Special Counsel Robert Mueller.—AP
Special Counsel Robert Mueller.—AP

WASHINGTON: Special Counsel Robert Mueller’s report on alleged Russian interference in the 2016 US election did not find that President Donald Trump committed a crime, but also does not exonerate him, according to a summary of findings released on Sunday.

Mueller, who spent nearly two years investigating allegations that Russia meddled in the presidential election to help Trump defeat his Democratic opponent Hillary Clinton, also found no evidence that any member of Trump’s election campaign conspired with Russia during the election. “While this report does not conclude that the president committed a crime, it also does not exonerate him,” Attorney General William Barr quoted Mueller as writing in his report on the issue of possible obstruction of justice.

Robert Mueller said he would leave it to the attorney general to decide whether a crime was committed.

Barr’s summary said Mueller found no evidence that the Trump campaign coordinated with Russia, despite multiple offers from individuals associated with Russia.

The release of the summary is likely to ignite a new political fight in Washington as Democrats push for Barr to release the full report, and Trump seizes on the findings as vindication of his near daily assertion that he was a victim of a “witch hunt” that has cast a long shadow over his presidency.

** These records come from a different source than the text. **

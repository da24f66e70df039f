//! Retryability classification.

use crate::error::ResilienceError;

/// Status codes retried when no explicit set is configured.
pub const DEFAULT_RETRYABLE_STATUS_CODES: [u16; 6] = [408, 429, 500, 502, 503, 504];

/// Lower-cased fragments of transport failures worth retrying.
const TRANSIENT_NETWORK_PATTERNS: [&str; 11] = [
    "econnrefused",
    "connection refused",
    "etimedout",
    "timed out",
    "timeout",
    "enotfound",
    "dns error",
    "failed to lookup address",
    "failed to fetch",
    "network request failed",
    "error sending request",
];

/// True if `message` looks like a transient network failure.
pub fn is_transient_network_message(message: &str) -> bool {
    let message = message.to_ascii_lowercase();
    TRANSIENT_NETWORK_PATTERNS
        .iter()
        .any(|pattern| message.contains(pattern))
}

/// Allowlist classification: anything not recognised as transient is final.
pub(crate) fn is_retryable(error: &ResilienceError, retryable_status_codes: &[u16]) -> bool {
    match error {
        ResilienceError::CircuitOpen { .. } => false,
        ResilienceError::Upstream {
            status_code: Some(code),
            ..
        } => retryable_status_codes.contains(code),
        ResilienceError::Upstream {
            status_code: None,
            message,
        } => is_transient_network_message(message),
        ResilienceError::RetryExhausted { .. }
        | ResilienceError::InvalidRequest(_)
        | ResilienceError::Internal(_) => false,
    }
}
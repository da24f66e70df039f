//! Circuit Breaker Module
//!
//! Three-state failure accounting around a fallible async operation. While
//! OPEN, calls fail fast with [`ResilienceError::CircuitOpen`] instead of
//! reaching a dependency known to be failing.
//!
//! [`ResilienceError::CircuitOpen`]: crate::error::ResilienceError::CircuitOpen

mod circuit;
mod stats;

pub use circuit::{CircuitBreaker, CircuitBreakerConfig, CircuitState};
pub use stats::CircuitBreakerStats;
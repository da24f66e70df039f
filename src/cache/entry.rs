//! Cache Entry Module
//!
//! Defines the structure for individual cache entries with TTL and access metadata.

use std::time::{Duration, SystemTime, UNIX_EPOCH};

// == Cache Entry ==
/// Represents a single cache entry with value and metadata.
#[derive(Debug, Clone)]
pub struct CacheEntry<V> {
    /// The stored value, opaque to the cache
    pub value: V,
    /// Creation timestamp (Unix milliseconds)
    pub created_at: u64,
    /// Expiration timestamp (Unix milliseconds), always `created_at + ttl`
    pub expires_at: u64,
    /// Number of successful reads
    pub access_count: u64,
    /// Timestamp of the last successful read (Unix milliseconds)
    pub last_accessed: u64,
}

impl<V> CacheEntry<V> {
    // == Constructor ==
    /// Creates a new cache entry expiring `ttl` from now.
    pub fn new(value: V, ttl: Duration) -> Self {
        let now = current_timestamp_ms();

        Self {
            value,
            created_at: now,
            expires_at: now.saturating_add(ttl.as_millis() as u64),
            access_count: 0,
            last_accessed: now,
        }
    }

    // == Is Expired ==
    /// Checks if the entry has expired.
    ///
    /// An entry stays readable for the whole of its expiry millisecond and is
    /// expired only once the current time is strictly past `expires_at`.
    pub fn is_expired(&self) -> bool {
        self.is_expired_at(current_timestamp_ms())
    }

    /// Same as [`is_expired`](Self::is_expired) against a caller-supplied clock.
    pub fn is_expired_at(&self, now: u64) -> bool {
        now > self.expires_at
    }

    // == Record Access ==
    /// Updates access metadata after a successful read.
    pub fn record_access(&mut self) {
        self.access_count += 1;
        self.last_accessed = current_timestamp_ms();
    }

    // == Time To Live ==
    /// Returns remaining TTL in milliseconds, `0` once expired.
    pub fn ttl_remaining_ms(&self) -> u64 {
        self.expires_at.saturating_sub(current_timestamp_ms())
    }
}

// == Utility Functions ==
/// Returns current Unix timestamp in milliseconds.
pub fn current_timestamp_ms() -> u64 {
    SystemTime::now()
        .duration_since(UNIX_EPOCH)
        .map(|d| d.as_millis() as u64)
        .unwrap_or(0)
}

// == Unit Tests ==
#[cfg(test)]
mod tests {
    use super::*;
    use std::thread::sleep;

    #[test]
    fn test_entry_creation() {
        let entry = CacheEntry::new("test_value".to_string(), Duration::from_secs(60));

        assert_eq!(entry.value, "test_value");
        assert_eq!(entry.expires_at, entry.created_at + 60_000);
        assert_eq!(entry.access_count, 0);
        assert_eq!(entry.last_accessed, entry.created_at);
        assert!(!entry.is_expired());
    }

    #[test]
    fn test_entry_expiration() {
        let entry = CacheEntry::new(1u32, Duration::from_millis(50));

        assert!(!entry.is_expired());

        sleep(Duration::from_millis(80));

        assert!(entry.is_expired());
        assert_eq!(entry.ttl_remaining_ms(), 0);
    }

    #[test]
    fn test_expiration_boundary_condition() {
        let entry = CacheEntry {
            value: "test",
            created_at: 1_000,
            expires_at: 2_000,
            access_count: 0,
            last_accessed: 1_000,
        };

        // Still readable exactly at the expiry instant
        assert!(!entry.is_expired_at(2_000));
        assert!(entry.is_expired_at(2_001));
    }

    #[test]
    fn test_record_access() {
        let mut entry = CacheEntry::new("v", Duration::from_secs(10));
        let before = entry.last_accessed;

        sleep(Duration::from_millis(5));
        entry.record_access();
        entry.record_access();

        assert_eq!(entry.access_count, 2);
        assert!(entry.last_accessed > before);
    }

    #[test]
    fn test_ttl_remaining_ms() {
        let entry = CacheEntry::new((), Duration::from_secs(10));

        let remaining_ms = entry.ttl_remaining_ms();
        assert!(remaining_ms <= 10_000);
        assert!(remaining_ms >= 9_000);
    }
}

Trump has always denied collaborating with Moscow or obstructing justice. Russia says it did not interfere in the election, although US intelligence agencies concluded that it did.

Barr said the investigation also found insufficient evidence that Trump had attempted to obstruct justice. Many of his opponents accused him of obstructing the Russia probe when he fired former FBI director James Comey.

Battle lines drawn

US lawmakers drew battle lines on Sunday over how to handle the report on Russian meddling in the 2016 election that has cast a pall over Donald Trump’s presidency.

Members of Congress, the media and Trump himself waited anxiously for Attorney General William Barr to release a summary of the report.

Trump, who decried the probe as a witch hunt and waste of time, was at his resort in Palm Beach, Florida, where he went to his golf club on Saturday and Sunday but remained uncharacteristically silent about Friday’s conclusion of the Mueller probe.

Barr, the top US law enforcement official, spent nine hours on Saturday studying the report. He and Rod Rosenstein, the deputy attorney general who appointed Mueller, were at the Justice Department again on Sunday.

Barr said he hoped to make public a summary of its “principal conclusions” over the weekend. The White House has not received or been briefed on the report, spokesman Hogan Gidley said on Sunday morning.

Whatever the report concludes, Democrats vowed to pursue investigations on a wide range of issues involving Trump, from his business dealings to hush-money payments.

They called for the full release of the report, as well as documents backing up its findings, and have promised to subpoena any information they do not get. Many Republicans also want the report released and say it will vindicate Trump. Some cautioned portions of it might need to remain confidential.

There appeared to be initial good news for Trump and his inner circle, as Mueller did not bring any additional indictments when he handed the report over to Barr on Friday.

That signals there might be no more criminal charges against Trump associates on the issue of whether the Trump campaign conspired with Russia to help the real estate magnate beat Democrat Hillary Clinton in the 2016 presidential race.

Democratic and Republican lawmakers disagree about whether no criminal charges meant there was no cooperation between the Trump campaign and Moscow.

Mueller’s court filings already showed a number of top Trump aides had contact with Russians during the campaign and after the election and that some of them lied about it.

“We know there was collusion. Why there’s been no indictments we don’t know,” US Repres­entative Jerrold Nadler, the Democratic chairman of the House Judiciary Committee, said on CNN’s State of the Union.

Such comments reveal Democrats are determined to try to “go after” Trump, said Senator Ted Cruz, a Republican on the Senate Judiciary Committee. “What they’re basically saying is that they’re going to impeach the president for being Donald Trump,” he told CNN.

Democratic leaders in Congress have rejected talk of impeachment as premature.

However, House Intelligence Committee Chairman Adam Schiff, a Democrat, told ABC’s This Week that his panel has a particular obligation to determine whether Trump was “compromised in any way, whether that is criminal or not”.